I have the following problem:
Let $n\geq 3$. We want to show that the alternating group $A_n$ is generated by cycles of the length $3$. To do so we let $H\subset A_n$ be the subgroup generated by all the cycles $(uvw)$ where u,v,w are pairwise distinct integers in $\{1,...n\}$. The goal is to show that $H=A_n$.

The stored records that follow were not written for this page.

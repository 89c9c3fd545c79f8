//! Scanned, immutable configuration of one test class.
//!
//! [`TestConfiguration`] is produced once per class by the scanner and
//! shared behind an `Arc` afterwards. Provider methods are kept as
//! [`BoundMethod`]s whose argument and return types were already checked,
//! so invoking them only fails on a broken registration.

use std::any::Any;
use std::fmt;
use std::marker::PhantomData;
use std::sync::Arc;
use std::time::Duration;

use serde::Serialize;

use switchyard_core::debug::Breakpoint;
use switchyard_core::endpoint::InterceptStrategy;
use switchyard_core::error::RuntimeError;
use switchyard_core::properties::Properties;
use switchyard_core::registry::Registry;
use switchyard_core::route::RouteBuilder;
use switchyard_core::runtime::{BoundProducer, ProducerGateway, RuntimeContext};

use crate::definition::{FieldSetter, Invoker};
use crate::error::RuntimeSetupError;
use crate::lifecycle::LifecycleMode;
use crate::marker::{FieldMarker, TimeUnit};

/// Default shutdown timeout value, in [`DEFAULT_SHUTDOWN_UNIT`].
pub const DEFAULT_SHUTDOWN_VALUE: u64 = 10;

/// Default shutdown timeout unit.
pub const DEFAULT_SHUTDOWN_UNIT: TimeUnit = TimeUnit::Seconds;

/// Upper bound for stopping a context.
#[derive(Debug, Clone, Copy, PartialEq, Eq, Serialize)]
pub struct ShutdownTimeout {
    pub value: u64,
    pub unit: TimeUnit,
}

impl ShutdownTimeout {
    pub fn as_duration(&self) -> Duration {
        self.unit.to_duration(self.value)
    }
}

impl Default for ShutdownTimeout {
    fn default() -> Self {
        Self {
            value: DEFAULT_SHUTDOWN_VALUE,
            unit: DEFAULT_SHUTDOWN_UNIT,
        }
    }
}

impl fmt::Display for ShutdownTimeout {
    fn fmt(&self, f: &mut fmt::Formatter<'_>) -> fmt::Result {
        write!(f, "{}{}", self.value, self.unit)
    }
}

// ─── Provider methods ────────────────────────────────────────────────

/// A validated provider method returning `R`.
pub struct BoundMethod<T, R> {
    name: String,
    invoker: Invoker<T>,
    _returns: PhantomData<fn() -> R>,
}

/// Produces route definitions to register.
pub type RouteProvider<T> = BoundMethod<T, RouteBuilder>;
/// Produces a breakpoint for the debugger.
pub type BreakpointProvider<T> = BoundMethod<T, Arc<dyn Breakpoint>>;
/// Produces code-level property overrides.
pub type PropertyOverrideSupplier<T> = BoundMethod<T, Properties>;
/// Decorates the registry handed to the context factory.
pub type RegistryFactory<T> = BoundMethod<T, Registry>;

impl<T, R: Any> BoundMethod<T, R> {
    pub(crate) fn new(name: impl Into<String>, invoker: Invoker<T>) -> Self {
        Self {
            name: name.into(),
            invoker,
            _returns: PhantomData,
        }
    }

    pub fn name(&self) -> &str {
        &self.name
    }

    /// Invoke a no-argument provider on `fixture`.
    pub fn invoke(&self, fixture: &mut T) -> Result<R, RuntimeSetupError> {
        self.call(fixture, Vec::new())
    }

    /// Invoke a one-argument provider on `fixture`.
    pub fn invoke_with<A: Any + Send>(&self, fixture: &mut T, arg: A) -> Result<R, RuntimeSetupError> {
        self.call(fixture, vec![Box::new(arg)])
    }

    fn call(&self, fixture: &mut T, args: Vec<Box<dyn Any + Send>>) -> Result<R, RuntimeSetupError> {
        let out = (self.invoker)(fixture, args).ok_or_else(|| RuntimeSetupError::Invocation {
            method: self.name.clone(),
            reason: "argument type mismatch".to_owned(),
        })?;
        out.downcast::<R>()
            .map(|value| *value)
            .map_err(|_| RuntimeSetupError::Invocation {
                method: self.name.clone(),
                reason: format!("expected {}", std::any::type_name::<R>()),
            })
    }
}

impl<T, R> Clone for BoundMethod<T, R> {
    fn clone(&self) -> Self {
        Self {
            name: self.name.clone(),
            invoker: Arc::clone(&self.invoker),
            _returns: PhantomData,
        }
    }
}

impl<T, R> fmt::Debug for BoundMethod<T, R> {
    fn fmt(&self, f: &mut fmt::Formatter<'_>) -> fmt::Result {
        f.debug_tuple("BoundMethod").field(&self.name).finish()
    }
}

// ─── Field injection ─────────────────────────────────────────────────

/// A validated injection into a public fixture field.
pub struct FieldInjection<T> {
    name: String,
    setter: FieldSetter<T>,
}

impl<T> FieldInjection<T> {
    pub(crate) fn new(name: impl Into<String>, setter: FieldSetter<T>) -> Self {
        Self {
            name: name.into(),
            setter,
        }
    }

    pub fn name(&self) -> &str {
        &self.name
    }

    pub fn marker(&self) -> FieldMarker {
        self.setter.marker()
    }

    /// Whether the field receives the context itself.
    pub fn is_context(&self) -> bool {
        matches!(self.setter, FieldSetter::Context(_))
    }

    /// Write the injected value into `fixture`.
    pub(crate) fn apply(
        &self,
        fixture: &mut T,
        context: &Arc<dyn RuntimeContext>,
        producer: &Arc<dyn ProducerGateway>,
    ) -> Result<(), RuntimeError> {
        match &self.setter {
            FieldSetter::Context(set) => set(fixture, Arc::clone(context)),
            FieldSetter::Endpoint { uri, set } => set(fixture, context.mock_endpoint(uri)?),
            FieldSetter::Producer { uri, set } => {
                set(fixture, BoundProducer::new(Arc::clone(producer), uri.clone()))
            }
        }
        Ok(())
    }
}

impl<T> Clone for FieldInjection<T> {
    fn clone(&self) -> Self {
        Self {
            name: self.name.clone(),
            setter: self.setter.clone(),
        }
    }
}

impl<T> fmt::Debug for FieldInjection<T> {
    fn fmt(&self, f: &mut fmt::Formatter<'_>) -> fmt::Result {
        f.debug_struct("FieldInjection")
            .field("name", &self.name)
            .field("marker", &self.marker())
            .finish()
    }
}

// ─── TestConfiguration ───────────────────────────────────────────────

/// Everything the orchestrator needs to know about one test class.
pub struct TestConfiguration<T> {
    pub class_name: String,
    pub use_advice_with: bool,
    pub use_route_builder: bool,
    pub disable_management_agent: bool,
    pub use_debugger: bool,
    pub share_context_per_class: bool,
    pub ignore_missing_property_location: bool,
    pub mock_endpoints_pattern: Option<String>,
    pub mock_and_skip_pattern: Option<String>,
    pub shutdown_timeout: ShutdownTimeout,
    /// Discovery order.
    pub route_providers: Vec<RouteProvider<T>>,
    /// Discovery order.
    pub breakpoint_providers: Vec<BreakpointProvider<T>>,
    pub property_override: Option<PropertyOverrideSupplier<T>>,
    pub registry_factory: Option<RegistryFactory<T>>,
    pub injections: Vec<FieldInjection<T>>,
    pub replace_from: Vec<(String, String)>,
    /// Strategies built from the mock patterns, already validated.
    pub intercept_strategies: Vec<InterceptStrategy>,
}

impl<T> fmt::Debug for TestConfiguration<T> {
    fn fmt(&self, f: &mut fmt::Formatter<'_>) -> fmt::Result {
        f.debug_struct("TestConfiguration")
            .field("class_name", &self.class_name)
            .field("use_advice_with", &self.use_advice_with)
            .field("use_route_builder", &self.use_route_builder)
            .field("disable_management_agent", &self.disable_management_agent)
            .field("use_debugger", &self.use_debugger)
            .field("share_context_per_class", &self.share_context_per_class)
            .field("ignore_missing_property_location", &self.ignore_missing_property_location)
            .field("mock_endpoints_pattern", &self.mock_endpoints_pattern)
            .field("mock_and_skip_pattern", &self.mock_and_skip_pattern)
            .field("shutdown_timeout", &self.shutdown_timeout)
            .field("route_providers", &self.route_providers)
            .field("breakpoint_providers", &self.breakpoint_providers)
            .field("property_override", &self.property_override)
            .field("registry_factory", &self.registry_factory)
            .field("injections", &self.injections)
            .field("replace_from", &self.replace_from)
            .field("intercept_strategies", &self.intercept_strategies)
            .finish()
    }
}

impl<T> TestConfiguration<T> {
    /// Configuration of a class without any marker.
    pub fn empty(class_name: impl Into<String>) -> Self {
        Self {
            class_name: class_name.into(),
            use_advice_with: false,
            use_route_builder: true,
            disable_management_agent: false,
            use_debugger: false,
            share_context_per_class: false,
            ignore_missing_property_location: false,
            mock_endpoints_pattern: None,
            mock_and_skip_pattern: None,
            shutdown_timeout: ShutdownTimeout::default(),
            route_providers: Vec::new(),
            breakpoint_providers: Vec::new(),
            property_override: None,
            registry_factory: None,
            injections: Vec::new(),
            replace_from: Vec::new(),
            intercept_strategies: Vec::new(),
        }
    }

    pub fn mode(&self) -> LifecycleMode {
        if self.share_context_per_class {
            LifecycleMode::PerClass
        } else {
            LifecycleMode::PerTest
        }
    }

    /// Serializable view without the callables.
    pub fn summary(&self) -> ConfigurationSummary {
        ConfigurationSummary {
            class_name: self.class_name.clone(),
            mode: self.mode(),
            use_advice_with: self.use_advice_with,
            use_route_builder: self.use_route_builder,
            disable_management_agent: self.disable_management_agent,
            use_debugger: self.use_debugger,
            ignore_missing_property_location: self.ignore_missing_property_location,
            mock_endpoints_pattern: self.mock_endpoints_pattern.clone(),
            mock_and_skip_pattern: self.mock_and_skip_pattern.clone(),
            shutdown_timeout: self.shutdown_timeout,
            route_providers: self
                .route_providers
                .iter()
                .map(|m| m.name().to_owned())
                .collect(),
            breakpoint_providers: self
                .breakpoint_providers
                .iter()
                .map(|m| m.name().to_owned())
                .collect(),
            property_override: self.property_override.as_ref().map(|m| m.name().to_owned()),
            registry_factory: self.registry_factory.as_ref().map(|m| m.name().to_owned()),
            injections: self
                .injections
                .iter()
                .map(|i| (i.name().to_owned(), i.marker()))
                .collect(),
            replace_from: self.replace_from.clone(),
        }
    }
}

/// Flags, patterns and provider names of a [`TestConfiguration`].
#[derive(Debug, Clone, PartialEq, Eq, Serialize)]
pub struct ConfigurationSummary {
    pub class_name: String,
    pub mode: LifecycleMode,
    pub use_advice_with: bool,
    pub use_route_builder: bool,
    pub disable_management_agent: bool,
    pub use_debugger: bool,
    pub ignore_missing_property_location: bool,
    pub mock_endpoints_pattern: Option<String>,
    pub mock_and_skip_pattern: Option<String>,
    pub shutdown_timeout: ShutdownTimeout,
    pub route_providers: Vec<String>,
    pub breakpoint_providers: Vec<String>,
    pub property_override: Option<String>,
    pub registry_factory: Option<String>,
    pub injections: Vec<(String, FieldMarker)>,
    pub replace_from: Vec<(String, String)>,
}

I have just shown that it is enough to show it for $(ab)(cd)$ where $a\neq b, c\neq d$. Now I need to show what would happen if $\{a,b\}=\{c,d\}$. W.l.o.g. we can assume that $a=c, b=d$ but then $(ab)(cd)=(ab)(ab)=(ab)$ but now I don't see what to say about $(ab)$ I think it should be in $H$. Am I wrong?
You're wrong.
Consider $(ab)(ab)$. For all $x\notin\{ a,b\}$, $x$ maps to $x$ under $(ab)$; as for $a,b$, we have
$$\begin{align} a&\xrightarrow{(ab)}b\xrightarrow{(ab)}a\\ b&\xrightarrow{(ab)}a\xrightarrow{(ab)}b. \end{align}$$
Therefore, $(ab)(ab)=e$, not $(ab)$.